National Museum of Qatar’s (NMoQ) grand opening last month in Doha introduced the monumental structure to the world, showcasing architect Jean Nouvel’s desert rose-inspired masterpiece. The exterior is far from its impressive design attributes, as the inside boasts equally awe-inspiring works created by Koichi Takada Architects, spearheaded by its unique curvilinear gift shop.
After winning an international competition to design the NMoQ interiors in 2012, Koichi Takada Architects have spent over seven years constructing the interior to be in harmony with Nouvel’s vision. The firm thus conceived the theme “desert-scapes,” building upon the natural mineral formations of the desert rose to help inform its aesthetic.
3D-modeling software was then employed to create the 40,000 wooden slats that make up the gift shop, with each piece having been hand-assembled on-site by Italian master carpenter Claudio Devoto and a team of craftsmen. The timber structure is meant to reflect the same “beautiful underground sanctuary” as the Dahl Al Misfir, Qatar’s “Cave of Light,” which forms moon-like crystals.

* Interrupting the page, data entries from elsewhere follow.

use std::time::Duration;

use reqwest::Client;
use reqwest::header::{self, HeaderMap, HeaderValue};
use serde_json::Value;
use tracing::debug;

use super::error::UberEatsError;
use super::share_link::extract_order_uuid;
use super::types::{
    ActiveOrdersRequest, ORDER_PHASE_POINTER, ORDER_STATUS_POINTER, ORDERS_POINTER, OrderPhase,
    OrderStatus,
};

const API_URL: &str = "https://www.ubereats.com/_p/api/getActiveOrdersV1";

/// Body text the tracking page shows once the courier has picked up the
/// order. The analytics field is sometimes stale, so this wins over it.
const HEADING_YOUR_WAY: &str = "Heading your way";

/// Browser headers the vendor expects before it accepts the request.
const BROWSER_HEADERS: &[(&str, &str)] = &[
    ("authority", "www.ubereats.com"),
    ("accept", "*/*"),
    ("accept-language", "en-US,en;q=0.9"),
    ("cache-control", "no-cache"),
    ("dnt", "1"),
    ("origin", "https://www.ubereats.com"),
    ("pragma", "no-cache"),
    ("sec-ch-prefers-color-scheme", "dark"),
    (
        "sec-ch-ua",
        r#""Not A(Brand";v="99", "Microsoft Edge";v="121", "Chromium";v="121""#,
    ),
    ("sec-ch-ua-mobile", "?0"),
    ("sec-ch-ua-platform", r#""macOS""#),
    ("sec-fetch-dest", "empty"),
    ("sec-fetch-mode", "cors"),
    ("sec-fetch-site", "same-origin"),
    (
        "user-agent",
        "Mozilla/5.0 (Macintosh; Intel Mac OS X 10_15_7) AppleWebKit/537.36 \
         (KHTML, like Gecko) Chrome/121.0.0.0 Safari/537.36 Edg/121.0.0.0",
    ),
    ("x-csrf-token", "x"),
    ("x-uber-client-gitref", "726018ef17263626429ea42bd0e77bf88ad6a5d7"),
];

/// Anything that can turn a share link into an [`OrderStatus`].
pub trait StatusResolver {
    async fn resolve(&self, share_link: &str) -> Result<OrderStatus, UberEatsError>;
}

pub struct UberEatsClient {
    client: Client,
    base_url: String,
}

impl UberEatsClient {
    pub fn new(timeout: Duration) -> Result<Self, UberEatsError> {
        Self::with_base_url(API_URL.to_string(), timeout)
    }

    /// Create a client pointing at a custom endpoint (useful for testing).
    pub fn with_base_url(base_url: String, timeout: Duration) -> Result<Self, UberEatsError> {
        let client = Client::builder()
            .default_headers(browser_headers())
            .timeout(timeout)
            .build()?;
        Ok(Self { client, base_url })
    }

    /// Fetch the raw response body for an order. Non-2xx is an error.
    pub async fn fetch_active_orders(
        &self,
        share_link: &str,
        order_uuid: &str,
    ) -> Result<String, UberEatsError> {
        let response = self
            .client
            .post(&self.base_url)
            .header(header::CONTENT_TYPE, "application/json")
            .header(header::REFERER, share_link)
            .json(&ActiveOrdersRequest::new(order_uuid))
            .send()
            .await?;

        let status = response.status();
        if !status.is_success() {
            let body = response.text().await.unwrap_or_default();
            return Err(UberEatsError::Request {
                status: status.as_u16(),
                body,
            });
        }

        Ok(response.text().await?)
    }
}

impl StatusResolver for UberEatsClient {
    async fn resolve(&self, share_link: &str) -> Result<OrderStatus, UberEatsError> {
        let order_uuid = extract_order_uuid(share_link)?;
        debug!(order_uuid, "querying order status");
        let body = self.fetch_active_orders(share_link, order_uuid).await?;
        resolve_status(&body)
    }
}

/// Map a raw `getActiveOrdersV1` body to a status label.
///
/// Only the first order is inspected, and only the fields needed for the
/// label are read. Anything else in the document may have any shape.
pub fn resolve_status(body: &str) -> Result<OrderStatus, UberEatsError> {
    let response: Value = serde_json::from_str(body)?;
    let orders = response
        .pointer(ORDERS_POINTER)
        .ok_or(UberEatsError::MissingField("data.orders"))?;
    let order = orders.get(0).ok_or(UberEatsError::NoActiveOrders)?;
    let phase = order
        .pointer(ORDER_PHASE_POINTER)
        .ok_or(UberEatsError::MissingField("orderInfo.orderPhase"))?;

    match OrderPhase::from_value(phase) {
        OrderPhase::Completed => Ok(OrderStatus::Delivered),
        OrderPhase::Active if body.contains(HEADING_YOUR_WAY) => Ok(OrderStatus::EnrouteToEater),
        OrderPhase::Active => order
            .pointer(ORDER_STATUS_POINTER)
            .and_then(Value::as_str)
            .map(|raw| OrderStatus::Vendor(raw.to_string()))
            .ok_or(UberEatsError::MissingField("analytics.data.order_status")),
        OrderPhase::Other => Ok(OrderStatus::Unknown),
    }
}

fn browser_headers() -> HeaderMap {
    let mut headers = HeaderMap::new();
    for (name, value) in BROWSER_HEADERS {
        headers.insert(*name, HeaderValue::from_static(*value));
    }
    headers
}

“The architecture is a representation of the desert rose mineral formation; a connection to nature. Each interior space offers a fragment of the Qatari history, that aims to enhance and fulfill both a cultural and memorable experience for museum visitors,” said principal architect, Koichi Takada.
In addition to the store, Takada’s team has built the Desert Rose Cafe and Cafe 875 (which will be in operation later this year). The firm is still completing the Jiwan Restaurant, which is also expected to open in 2019.
For more in design, take a look at The Shed’s 200,000-square-foot cultural center at Hudson Yards.
National Museum of Qatar
Museum Park St.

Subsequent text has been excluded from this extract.